Mahkemece; davalı sürücünün %75 oranında kusurlu olduğu kabul edilerek, davacının %20.2 oranında sürekli maluliyetine göre, bilirkişi raporu benimsenerek, maddi ve manevi tazminat davasının kabulüne, 142.593,51 TL maddi, 5.000,00 TL manevi tazminatın kaza tarihinden itibaren işleyecek yasal faizi ile birlikte davalıdan tahsiline karar verilmiş; hüküm, davalı vekili tarafından temyiz edilmiştir.
Hükmüne uyulan, Dairemizin 15.03.2016 tarihli, 2014/8456 Esas, 2016/3243 Karar sayılı bozma ilamında; "... geçici ve daimi iş göremezlik tazminatlarının; rapor tarihine kadarki maaş bordroları da getirtilip değerlendirilmek suretiyle, bordrolara göre ele geçen net maaş tutarı
üzerinden hesaplama yapılarak sonucuna göre karar verilmesi gerekirken yazılı şekilde hatalı değerlendirmeye dayalı bilirkişi raporu esas alınarak karar verilmesi gereğine değinilmiştir.
Mahkemece, Yargıtay bozma ilamına uyularak yapılan yargılama sonunda; davanın kabulüne, 142.593,51 TL maddi, 5.000,00 TL manevi tazminatın olay tarihi olan 23/05/2009 tarihinden işleyecek yasal faiziyle birlikte davalıdan alınıp davacıya verilmesine, karar verilmiş; hüküm, davalı vekili tarafından temyiz edilmiştir.
1-Dosyadaki yazılara, kararın dayandığı delillerle gerektirici sebeplere, ayrıca daha önce verilen bozma kararları üzerine kesinleşen hususlarda yeniden inceleme yapılamayacak olmasına göre, davalı vekilinin aşağıdaki bentlerin kapsamı dışında kalan ve yerinde görülmeyen sair temyiz itirazlarının reddine karar vermek gerekmiştir.
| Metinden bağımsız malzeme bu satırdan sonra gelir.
//! Input validation for API requests.

use lazy_static::lazy_static;
use regex::Regex;
use url::Url;

lazy_static! {
    /// Loose email pattern: something, an @, a domain with a dot. Matches
    /// what the account schema has always accepted.
    static ref EMAIL_REGEX: Regex = Regex::new(r"^[^@\s]+@[^@\s]+\.[^@\s]+$").unwrap();
}

/// Minimum password length. Strength policy beyond this lives in the UI.
const MIN_PASSWORD_LEN: usize = 6;

pub fn validate_name(name: &str) -> Result<(), String> {
    if name.trim().is_empty() {
        return Err("Name is required".to_string());
    }
    Ok(())
}

pub fn validate_email(email: &str) -> Result<(), String> {
    if email.is_empty() {
        return Err("Email is required".to_string());
    }
    if !EMAIL_REGEX.is_match(email) {
        return Err("Invalid email address".to_string());
    }
    Ok(())
}

pub fn validate_password(password: &str) -> Result<(), String> {
    if password.len() < MIN_PASSWORD_LEN {
        return Err(format!(
            "Password must be at least {} characters",
            MIN_PASSWORD_LEN
        ));
    }
    Ok(())
}

/// Check that an image URL is syntactically well-formed and http(s).
/// Called before any network traffic is spent on it.
pub fn validate_image_url(input: &str) -> Result<(), String> {
    let url = Url::parse(input).map_err(|_| "Invalid URL".to_string())?;
    match url.scheme() {
        "http" | "https" => Ok(()),
        other => Err(format!("Unsupported URL scheme: {}", other)),
    }
}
2-Dava, trafik kazasından kaynaklanan yaralanma nedeniyle maddi ve manevi tazminat istemine ilişkindir.
Temyiz incelemesi neticesinde bozulmasına karar verilen bir hükmün bozma kararının kapsamı dışında kalmış olan kısımları kesinleşmiş olur. Bozma kararına uymuş olan mahkeme tarafından hükmün kesinleşen kısımları hakkında inceleme yapılarak yeniden karar verilemez. Bir başka anlatımla; hükmün kesinleşmiş olan kısımları, lehine olan taraf yararına usulî kazanılmış hak oluşturur.
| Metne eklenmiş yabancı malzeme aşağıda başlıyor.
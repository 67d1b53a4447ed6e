//! Credential store: the only server-side mutable state in the system.
//!
//! Accounts are created unverified with a pending verification code,
//! flipped to verified exactly once, and never deleted.

use sqlx::SqlitePool;
use thiserror::Error;

use super::User;

#[derive(Debug, Error)]
pub enum StoreError {
    #[error("An account with this email already exists")]
    DuplicateEmail,
    #[error("database error: {0}")]
    Database(#[from] sqlx::Error),
}

#[derive(Clone)]
pub struct UserStore {
    pool: SqlitePool,
}

impl UserStore {
    pub fn new(pool: SqlitePool) -> Self {
        Self { pool }
    }

    /// Create an unverified user with a pending verification code.
    ///
    /// Duplicate detection is an existence query followed by an insert,
    /// not a single atomic statement; two concurrent registrations for
    /// the same email can both pass the check.
    pub async fn create_user(
        &self,
        name: &str,
        email: &str,
        password_hash: &str,
        verification_code: &str,
    ) -> Result<User, StoreError> {
        if self.find_by_email(email).await?.is_some() {
            return Err(StoreError::DuplicateEmail);
        }

        let id = uuid::Uuid::new_v4().to_string();
        sqlx::query(
            "INSERT INTO users (id, name, email, password_hash, verification_code, is_verified) \
             VALUES (?, ?, ?, ?, ?, 0)",
        )
        .bind(&id)
        .bind(name)
        .bind(email)
        .bind(password_hash)
        .bind(verification_code)
        .execute(&self.pool)
        .await?;

        let user = sqlx::query_as("SELECT * FROM users WHERE id = ?")
            .bind(&id)
            .fetch_one(&self.pool)
            .await?;
        Ok(user)
    }

    pub async fn find_by_email(&self, email: &str) -> Result<Option<User>, StoreError> {
        let user = sqlx::query_as("SELECT * FROM users WHERE email = ? LIMIT 1")
            .bind(email)
            .fetch_optional(&self.pool)
            .await?;
        Ok(user)
    }

    /// Flip the account to verified and consume its code.
    pub async fn mark_verified(&self, email: &str) -> Result<(), StoreError> {
        sqlx::query(
            "UPDATE users SET is_verified = 1, verification_code = NULL, \
             updated_at = datetime('now') WHERE email = ?",
        )
        .bind(email)
        .execute(&self.pool)
        .await?;
        Ok(())
    }
}

#[cfg(test)]
mod tests {
    use super::*;
    use crate::db::init_test_pool;

    #[tokio::test]
    async fn test_create_and_find_user() {
        let store = UserStore::new(init_test_pool().await);

        let user = store
            .create_user("Anna", "a@b.com", "hash", "123456")
            .await
            .unwrap();
        assert_eq!(user.email, "a@b.com");
        assert!(!user.is_verified);
        assert_eq!(user.verification_code.as_deref(), Some("123456"));

        let found = store.find_by_email("a@b.com").await.unwrap().unwrap();
        assert_eq!(found.id, user.id);

        assert!(store.find_by_email("nobody@b.com").await.unwrap().is_none());
    }

    #[tokio::test]
    async fn test_duplicate_email_rejected() {
        let store = UserStore::new(init_test_pool().await);

        store
            .create_user("Anna", "a@b.com", "hash", "123456")
            .await
            .unwrap();
        let err = store
            .create_user("Other", "a@b.com", "hash2", "654321")
            .await
            .unwrap_err();
        assert!(matches!(err, StoreError::DuplicateEmail));
    }

    #[tokio::test]
    async fn test_mark_verified_consumes_code() {
        let store = UserStore::new(init_test_pool().await);

        store
            .create_user("Anna", "a@b.com", "hash", "123456")
            .await
            .unwrap();
        store.mark_verified("a@b.com").await.unwrap();

        let user = store.find_by_email("a@b.com").await.unwrap().unwrap();
        assert!(user.is_verified);
        assert!(user.verification_code.is_none());
    }
}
Somut olayda; yerel mahkemece, bozma ilamından önceki 10.10.2013 tarihli kararda, davanın kabulüne, 142.593,51 TL maddi, 5.000,00 TL manevi tazminatın olay tarihi olan 23/05/2009 tarihinden işleyecek yasal faiziyle birlikte davalıdan alınıp davacıya verilmesine, karar verilmiş olup, 5.000,00 TL lik manevi tazminata ilişkin kısım bozma kapsamı dışında kalmakla kesinleşmiştir.
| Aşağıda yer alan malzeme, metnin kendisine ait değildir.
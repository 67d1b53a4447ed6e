//! Server-side human-verification check.
//!
//! Proxies the client token to the verification endpoint with our secret.
//! The widget itself lives in the frontend; this route only answers
//! whether the token held up.

use axum::{extract::State, http::StatusCode, Json};
use serde::{Deserialize, Serialize};
use std::sync::Arc;

use super::error::ApiError;
use crate::AppState;

#[derive(Debug, Deserialize)]
#[serde(rename_all = "camelCase")]
pub struct RecaptchaRequest {
    pub recaptcha_token: String,
}

#[derive(Debug, Serialize)]
pub struct RecaptchaResponse {
    pub success: bool,
}

#[derive(Debug, Deserialize)]
struct SiteVerifyResponse {
    success: bool,
}

/// POST /api/recaptcha
pub async fn verify_recaptcha(
    State(state): State<Arc<AppState>>,
    Json(request): Json<RecaptchaRequest>,
) -> Result<Json<RecaptchaResponse>, ApiError> {
    let secret = state
        .config
        .recaptcha
        .secret_key
        .as_ref()
        .ok_or_else(|| {
            ApiError::internal("Human verification is not configured")
                .with_status(StatusCode::NOT_IMPLEMENTED)
        })?;

    let response = state
        .http
        .post(&state.config.recaptcha.verify_url)
        .form(&[
            ("secret", secret.as_str()),
            ("response", request.recaptcha_token.as_str()),
        ])
        .send()
        .await
        .map_err(|e| ApiError::upstream(format!("Verification service unreachable: {}", e)))?;

    let verdict: SiteVerifyResponse = response
        .json()
        .await
        .map_err(|e| ApiError::upstream(format!("Unreadable verification response: {}", e)))?;

    if verdict.success {
        Ok(Json(RecaptchaResponse { success: true }))
    } else {
        Err(ApiError::validation("reCAPTCHA verification failed"))
    }
}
Bu durumda mahkemece, davacının manevi tazminat talebi hakkında yeniden hüküm kurulmasına yer olmadığına karar vermek gerekirken, bozmadan sonra yapılan yargılama neticesinde 16.02.2017 tarihinde verilen kararda, kesinleşen manevi tazminat miktarı ve manevi tazminat vekalet ücreti yönünden yeniden hüküm kurulması, doğru görülmemiştir.
SONUÇ: Yukarıda (1) numaralı bentte açıklanan nedenlerle davalı vekilinin sair temyiz itirazlarının reddine, (2) numaralı bentte açıklanan nedenlerle davalı vekilinin temyiz itirazlarının kabulü ile hükmün BOZULMASINA, peşin alınan harcın istek halinde temyiz eden davalıya geri verilmesine 25.12.2019 gününde oybirliğiyle karar verildi.